======== SOURCE MATERIAL ========

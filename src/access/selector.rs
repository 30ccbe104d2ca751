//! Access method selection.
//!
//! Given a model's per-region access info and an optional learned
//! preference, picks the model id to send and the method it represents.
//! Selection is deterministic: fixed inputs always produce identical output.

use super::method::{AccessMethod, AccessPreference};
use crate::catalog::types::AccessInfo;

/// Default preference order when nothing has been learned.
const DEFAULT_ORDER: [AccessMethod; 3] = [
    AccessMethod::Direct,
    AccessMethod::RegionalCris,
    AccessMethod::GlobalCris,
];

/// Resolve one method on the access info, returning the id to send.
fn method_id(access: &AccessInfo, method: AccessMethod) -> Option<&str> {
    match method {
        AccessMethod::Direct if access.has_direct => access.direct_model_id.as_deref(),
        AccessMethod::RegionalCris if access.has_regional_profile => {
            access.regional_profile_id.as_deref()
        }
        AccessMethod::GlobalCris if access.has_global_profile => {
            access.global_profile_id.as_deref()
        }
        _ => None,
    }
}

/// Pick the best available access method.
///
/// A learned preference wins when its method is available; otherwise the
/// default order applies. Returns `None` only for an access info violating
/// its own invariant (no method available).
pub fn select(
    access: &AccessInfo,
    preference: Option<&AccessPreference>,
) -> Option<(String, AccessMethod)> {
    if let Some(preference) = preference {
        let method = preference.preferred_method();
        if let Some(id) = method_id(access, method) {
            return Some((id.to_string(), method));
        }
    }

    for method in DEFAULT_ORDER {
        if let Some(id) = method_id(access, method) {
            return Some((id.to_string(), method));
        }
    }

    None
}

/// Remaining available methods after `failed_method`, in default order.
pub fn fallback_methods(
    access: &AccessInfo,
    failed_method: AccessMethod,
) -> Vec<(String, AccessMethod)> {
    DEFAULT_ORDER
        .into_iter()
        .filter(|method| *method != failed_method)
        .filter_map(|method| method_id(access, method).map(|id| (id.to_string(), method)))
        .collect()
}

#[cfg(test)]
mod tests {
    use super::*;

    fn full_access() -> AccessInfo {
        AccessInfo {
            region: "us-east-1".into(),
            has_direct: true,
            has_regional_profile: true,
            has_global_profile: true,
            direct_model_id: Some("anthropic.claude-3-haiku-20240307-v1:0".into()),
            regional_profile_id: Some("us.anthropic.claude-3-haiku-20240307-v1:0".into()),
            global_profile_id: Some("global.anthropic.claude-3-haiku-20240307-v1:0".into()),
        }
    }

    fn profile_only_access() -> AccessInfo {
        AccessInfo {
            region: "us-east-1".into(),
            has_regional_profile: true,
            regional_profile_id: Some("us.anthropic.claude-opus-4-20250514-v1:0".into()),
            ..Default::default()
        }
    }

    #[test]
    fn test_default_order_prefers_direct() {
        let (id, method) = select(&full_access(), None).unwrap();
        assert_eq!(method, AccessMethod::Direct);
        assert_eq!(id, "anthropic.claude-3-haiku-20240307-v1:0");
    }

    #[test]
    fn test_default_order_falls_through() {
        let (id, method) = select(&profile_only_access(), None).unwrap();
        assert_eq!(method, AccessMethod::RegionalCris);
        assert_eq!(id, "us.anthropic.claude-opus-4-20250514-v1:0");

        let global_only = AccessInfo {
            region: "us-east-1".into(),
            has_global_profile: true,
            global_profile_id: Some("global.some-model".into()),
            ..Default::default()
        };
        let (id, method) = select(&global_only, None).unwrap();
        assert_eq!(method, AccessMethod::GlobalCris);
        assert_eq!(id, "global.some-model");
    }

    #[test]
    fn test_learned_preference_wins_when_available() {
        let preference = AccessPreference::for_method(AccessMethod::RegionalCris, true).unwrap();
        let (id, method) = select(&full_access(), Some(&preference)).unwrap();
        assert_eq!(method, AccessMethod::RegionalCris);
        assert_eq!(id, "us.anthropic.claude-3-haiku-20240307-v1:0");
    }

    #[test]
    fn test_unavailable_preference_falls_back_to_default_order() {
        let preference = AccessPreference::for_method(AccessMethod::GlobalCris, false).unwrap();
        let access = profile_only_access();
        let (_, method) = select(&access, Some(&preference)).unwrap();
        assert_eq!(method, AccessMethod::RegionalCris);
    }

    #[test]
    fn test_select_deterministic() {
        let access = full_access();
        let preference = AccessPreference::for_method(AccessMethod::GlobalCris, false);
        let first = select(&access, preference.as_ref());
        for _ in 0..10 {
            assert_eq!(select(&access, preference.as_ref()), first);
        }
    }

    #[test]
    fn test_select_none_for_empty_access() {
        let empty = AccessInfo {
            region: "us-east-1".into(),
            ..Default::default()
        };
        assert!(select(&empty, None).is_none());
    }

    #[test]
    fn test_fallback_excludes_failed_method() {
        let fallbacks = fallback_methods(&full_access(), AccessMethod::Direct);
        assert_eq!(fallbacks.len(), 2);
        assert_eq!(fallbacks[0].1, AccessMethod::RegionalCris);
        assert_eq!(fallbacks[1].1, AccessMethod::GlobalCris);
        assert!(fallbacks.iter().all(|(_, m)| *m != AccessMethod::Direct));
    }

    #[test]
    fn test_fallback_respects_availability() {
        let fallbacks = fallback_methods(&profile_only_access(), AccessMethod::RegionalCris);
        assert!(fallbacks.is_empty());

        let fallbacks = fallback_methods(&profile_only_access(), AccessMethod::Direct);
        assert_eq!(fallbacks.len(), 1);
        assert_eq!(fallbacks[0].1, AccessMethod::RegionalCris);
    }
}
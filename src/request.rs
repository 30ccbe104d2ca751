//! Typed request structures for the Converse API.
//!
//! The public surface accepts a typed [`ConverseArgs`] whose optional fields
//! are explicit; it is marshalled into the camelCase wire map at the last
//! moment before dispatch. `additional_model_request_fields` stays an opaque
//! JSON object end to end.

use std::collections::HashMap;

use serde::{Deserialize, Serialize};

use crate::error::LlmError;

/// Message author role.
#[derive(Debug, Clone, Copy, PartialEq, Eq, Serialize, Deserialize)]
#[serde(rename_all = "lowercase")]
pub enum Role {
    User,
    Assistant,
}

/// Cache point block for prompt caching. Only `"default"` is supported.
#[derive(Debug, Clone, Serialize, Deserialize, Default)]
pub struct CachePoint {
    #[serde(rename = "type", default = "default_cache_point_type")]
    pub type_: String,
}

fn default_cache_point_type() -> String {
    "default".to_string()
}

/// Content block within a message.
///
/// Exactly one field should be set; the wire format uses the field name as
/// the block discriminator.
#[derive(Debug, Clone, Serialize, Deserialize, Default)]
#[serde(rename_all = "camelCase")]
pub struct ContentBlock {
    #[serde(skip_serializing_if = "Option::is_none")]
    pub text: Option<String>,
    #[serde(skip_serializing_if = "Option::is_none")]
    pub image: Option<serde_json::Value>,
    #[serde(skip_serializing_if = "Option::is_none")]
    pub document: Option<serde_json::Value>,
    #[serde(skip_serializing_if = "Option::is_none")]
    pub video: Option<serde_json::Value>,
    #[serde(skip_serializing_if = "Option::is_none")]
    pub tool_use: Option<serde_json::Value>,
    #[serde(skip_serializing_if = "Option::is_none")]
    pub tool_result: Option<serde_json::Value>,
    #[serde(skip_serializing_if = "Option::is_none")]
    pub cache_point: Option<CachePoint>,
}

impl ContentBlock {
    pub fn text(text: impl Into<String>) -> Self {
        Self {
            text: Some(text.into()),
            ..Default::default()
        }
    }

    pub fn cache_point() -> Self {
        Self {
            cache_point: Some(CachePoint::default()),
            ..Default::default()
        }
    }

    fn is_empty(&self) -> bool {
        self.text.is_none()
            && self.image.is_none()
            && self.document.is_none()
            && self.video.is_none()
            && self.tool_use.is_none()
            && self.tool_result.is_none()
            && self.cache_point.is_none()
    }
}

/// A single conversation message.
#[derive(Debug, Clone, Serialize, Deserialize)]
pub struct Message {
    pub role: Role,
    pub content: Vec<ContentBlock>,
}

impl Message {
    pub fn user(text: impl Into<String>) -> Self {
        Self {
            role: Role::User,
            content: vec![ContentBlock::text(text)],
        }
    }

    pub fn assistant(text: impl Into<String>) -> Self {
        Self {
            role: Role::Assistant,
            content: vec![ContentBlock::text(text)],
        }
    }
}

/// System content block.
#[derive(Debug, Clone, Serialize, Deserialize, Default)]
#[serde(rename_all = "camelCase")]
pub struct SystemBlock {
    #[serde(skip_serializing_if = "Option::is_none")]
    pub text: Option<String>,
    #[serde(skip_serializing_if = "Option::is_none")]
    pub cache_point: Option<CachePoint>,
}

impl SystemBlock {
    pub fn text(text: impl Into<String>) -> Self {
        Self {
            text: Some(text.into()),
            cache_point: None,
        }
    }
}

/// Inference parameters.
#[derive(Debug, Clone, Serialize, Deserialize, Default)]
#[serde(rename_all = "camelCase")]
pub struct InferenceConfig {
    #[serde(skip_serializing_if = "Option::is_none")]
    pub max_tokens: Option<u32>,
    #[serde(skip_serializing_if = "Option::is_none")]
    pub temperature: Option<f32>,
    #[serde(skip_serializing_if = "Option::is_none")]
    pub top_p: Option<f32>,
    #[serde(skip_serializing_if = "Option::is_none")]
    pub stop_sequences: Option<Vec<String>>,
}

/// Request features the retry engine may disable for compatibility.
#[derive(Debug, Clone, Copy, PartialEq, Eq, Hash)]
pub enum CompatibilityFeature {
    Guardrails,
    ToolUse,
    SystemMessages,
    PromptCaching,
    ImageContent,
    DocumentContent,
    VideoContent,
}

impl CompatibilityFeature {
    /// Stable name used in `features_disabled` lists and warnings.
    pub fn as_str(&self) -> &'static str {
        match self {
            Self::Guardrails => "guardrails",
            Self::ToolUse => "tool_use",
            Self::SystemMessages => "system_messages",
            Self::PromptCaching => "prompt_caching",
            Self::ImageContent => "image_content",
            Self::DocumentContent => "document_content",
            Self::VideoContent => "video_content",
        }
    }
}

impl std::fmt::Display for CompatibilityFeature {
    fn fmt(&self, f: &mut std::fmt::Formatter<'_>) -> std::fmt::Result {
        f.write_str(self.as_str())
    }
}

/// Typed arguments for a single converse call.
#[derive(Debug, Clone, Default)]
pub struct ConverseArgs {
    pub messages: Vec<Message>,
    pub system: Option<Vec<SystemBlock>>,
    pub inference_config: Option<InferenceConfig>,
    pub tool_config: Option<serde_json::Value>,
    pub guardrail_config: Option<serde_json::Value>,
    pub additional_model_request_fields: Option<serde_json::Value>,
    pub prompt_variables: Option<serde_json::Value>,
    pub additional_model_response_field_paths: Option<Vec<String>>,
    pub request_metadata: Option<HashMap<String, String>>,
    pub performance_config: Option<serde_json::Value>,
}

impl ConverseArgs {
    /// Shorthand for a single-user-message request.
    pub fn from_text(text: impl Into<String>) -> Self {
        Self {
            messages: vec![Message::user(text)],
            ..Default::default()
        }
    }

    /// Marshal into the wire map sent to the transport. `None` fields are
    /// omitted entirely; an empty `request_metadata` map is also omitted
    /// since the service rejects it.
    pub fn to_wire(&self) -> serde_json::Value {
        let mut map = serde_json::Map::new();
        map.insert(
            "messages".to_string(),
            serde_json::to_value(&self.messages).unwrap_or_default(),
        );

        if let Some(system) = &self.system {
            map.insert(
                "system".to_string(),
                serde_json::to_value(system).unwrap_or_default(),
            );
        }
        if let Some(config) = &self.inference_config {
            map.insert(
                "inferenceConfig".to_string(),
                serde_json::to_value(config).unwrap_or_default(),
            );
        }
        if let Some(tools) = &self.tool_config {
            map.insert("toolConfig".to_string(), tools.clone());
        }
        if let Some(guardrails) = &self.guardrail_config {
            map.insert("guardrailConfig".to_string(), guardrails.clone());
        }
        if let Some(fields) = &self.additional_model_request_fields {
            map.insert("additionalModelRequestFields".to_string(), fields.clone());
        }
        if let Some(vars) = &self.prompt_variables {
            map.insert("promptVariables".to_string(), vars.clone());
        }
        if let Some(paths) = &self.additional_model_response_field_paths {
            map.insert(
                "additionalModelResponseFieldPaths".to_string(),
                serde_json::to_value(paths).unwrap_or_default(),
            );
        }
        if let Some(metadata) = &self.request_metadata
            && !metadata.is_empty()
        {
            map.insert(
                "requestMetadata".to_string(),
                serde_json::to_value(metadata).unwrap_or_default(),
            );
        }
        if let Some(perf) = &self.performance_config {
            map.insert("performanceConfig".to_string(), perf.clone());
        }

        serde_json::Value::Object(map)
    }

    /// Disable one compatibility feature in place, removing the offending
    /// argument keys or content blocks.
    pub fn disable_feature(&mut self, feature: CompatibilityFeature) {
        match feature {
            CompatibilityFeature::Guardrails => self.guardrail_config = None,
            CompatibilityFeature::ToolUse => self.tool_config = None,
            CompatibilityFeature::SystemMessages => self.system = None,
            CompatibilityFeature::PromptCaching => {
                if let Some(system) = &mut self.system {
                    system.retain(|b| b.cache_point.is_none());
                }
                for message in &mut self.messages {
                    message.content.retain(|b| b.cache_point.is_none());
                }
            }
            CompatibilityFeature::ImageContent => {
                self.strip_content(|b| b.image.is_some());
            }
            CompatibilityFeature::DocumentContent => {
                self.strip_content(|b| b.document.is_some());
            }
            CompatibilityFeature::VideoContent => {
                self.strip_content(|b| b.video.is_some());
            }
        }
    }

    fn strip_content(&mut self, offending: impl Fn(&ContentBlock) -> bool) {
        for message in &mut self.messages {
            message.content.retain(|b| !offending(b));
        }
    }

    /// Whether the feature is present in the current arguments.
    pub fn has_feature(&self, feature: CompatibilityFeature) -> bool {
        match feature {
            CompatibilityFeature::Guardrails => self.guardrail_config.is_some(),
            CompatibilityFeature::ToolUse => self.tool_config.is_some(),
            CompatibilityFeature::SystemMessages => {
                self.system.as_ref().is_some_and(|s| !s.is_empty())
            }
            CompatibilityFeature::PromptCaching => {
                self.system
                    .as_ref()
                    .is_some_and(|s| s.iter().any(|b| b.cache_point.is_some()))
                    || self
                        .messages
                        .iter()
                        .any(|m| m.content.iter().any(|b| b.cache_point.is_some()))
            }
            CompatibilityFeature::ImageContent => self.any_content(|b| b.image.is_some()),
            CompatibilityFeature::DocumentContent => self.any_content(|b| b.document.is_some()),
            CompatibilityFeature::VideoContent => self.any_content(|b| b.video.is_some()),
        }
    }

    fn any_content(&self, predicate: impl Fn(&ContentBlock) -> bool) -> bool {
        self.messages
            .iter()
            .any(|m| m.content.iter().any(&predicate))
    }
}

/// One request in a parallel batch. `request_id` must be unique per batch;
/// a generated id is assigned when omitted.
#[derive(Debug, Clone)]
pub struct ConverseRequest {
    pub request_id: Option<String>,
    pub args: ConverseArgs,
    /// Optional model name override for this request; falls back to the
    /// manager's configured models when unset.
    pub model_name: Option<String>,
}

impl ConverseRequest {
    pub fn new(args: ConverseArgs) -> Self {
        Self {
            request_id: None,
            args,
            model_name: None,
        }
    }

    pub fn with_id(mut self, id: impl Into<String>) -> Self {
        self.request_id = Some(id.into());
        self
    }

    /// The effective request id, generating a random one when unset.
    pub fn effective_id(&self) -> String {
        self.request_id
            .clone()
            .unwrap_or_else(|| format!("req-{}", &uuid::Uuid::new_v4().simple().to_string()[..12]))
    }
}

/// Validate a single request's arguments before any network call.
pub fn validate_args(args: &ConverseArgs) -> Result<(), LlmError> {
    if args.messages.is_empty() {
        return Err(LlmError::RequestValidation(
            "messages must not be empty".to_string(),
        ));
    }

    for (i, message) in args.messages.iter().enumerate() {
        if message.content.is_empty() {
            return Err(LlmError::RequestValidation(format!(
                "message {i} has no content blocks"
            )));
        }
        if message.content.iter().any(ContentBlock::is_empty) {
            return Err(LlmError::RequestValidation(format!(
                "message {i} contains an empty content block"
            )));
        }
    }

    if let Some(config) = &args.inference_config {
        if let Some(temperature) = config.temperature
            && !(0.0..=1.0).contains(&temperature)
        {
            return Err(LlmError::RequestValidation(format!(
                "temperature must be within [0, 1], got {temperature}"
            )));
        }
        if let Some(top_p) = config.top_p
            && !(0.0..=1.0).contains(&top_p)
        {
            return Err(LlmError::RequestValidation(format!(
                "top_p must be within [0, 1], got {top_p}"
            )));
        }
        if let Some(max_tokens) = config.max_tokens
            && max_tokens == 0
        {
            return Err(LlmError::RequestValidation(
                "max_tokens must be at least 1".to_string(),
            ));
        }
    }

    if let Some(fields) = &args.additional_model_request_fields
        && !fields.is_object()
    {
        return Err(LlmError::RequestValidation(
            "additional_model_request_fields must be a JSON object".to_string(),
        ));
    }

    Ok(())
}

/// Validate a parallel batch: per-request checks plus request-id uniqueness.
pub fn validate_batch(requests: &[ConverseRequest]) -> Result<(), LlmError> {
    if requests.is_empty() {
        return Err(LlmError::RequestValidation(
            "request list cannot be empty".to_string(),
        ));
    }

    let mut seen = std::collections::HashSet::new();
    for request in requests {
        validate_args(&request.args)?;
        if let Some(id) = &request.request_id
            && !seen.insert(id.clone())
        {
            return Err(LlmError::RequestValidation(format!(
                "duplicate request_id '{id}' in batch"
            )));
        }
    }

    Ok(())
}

========

▶ _WORK REQUEST_
Could you transcribe the entries exactly, from the first line through the line containing "has been learned.", and give nothing more?

▶ _REPLY TO THE TASK_
filename src/access/selector.rs
repository 30ccbe104d2ca751
//! Access method selection.
//!
//! Given a model's per-region access info and an optional learned
//! preference, picks the model id to send and the method it represents.
//! Selection is deterministic: fixed inputs always produce identical output.

use super::method::{AccessMethod, AccessPreference};
use crate::catalog::types::AccessInfo;

/// Default preference order when nothing has been learned.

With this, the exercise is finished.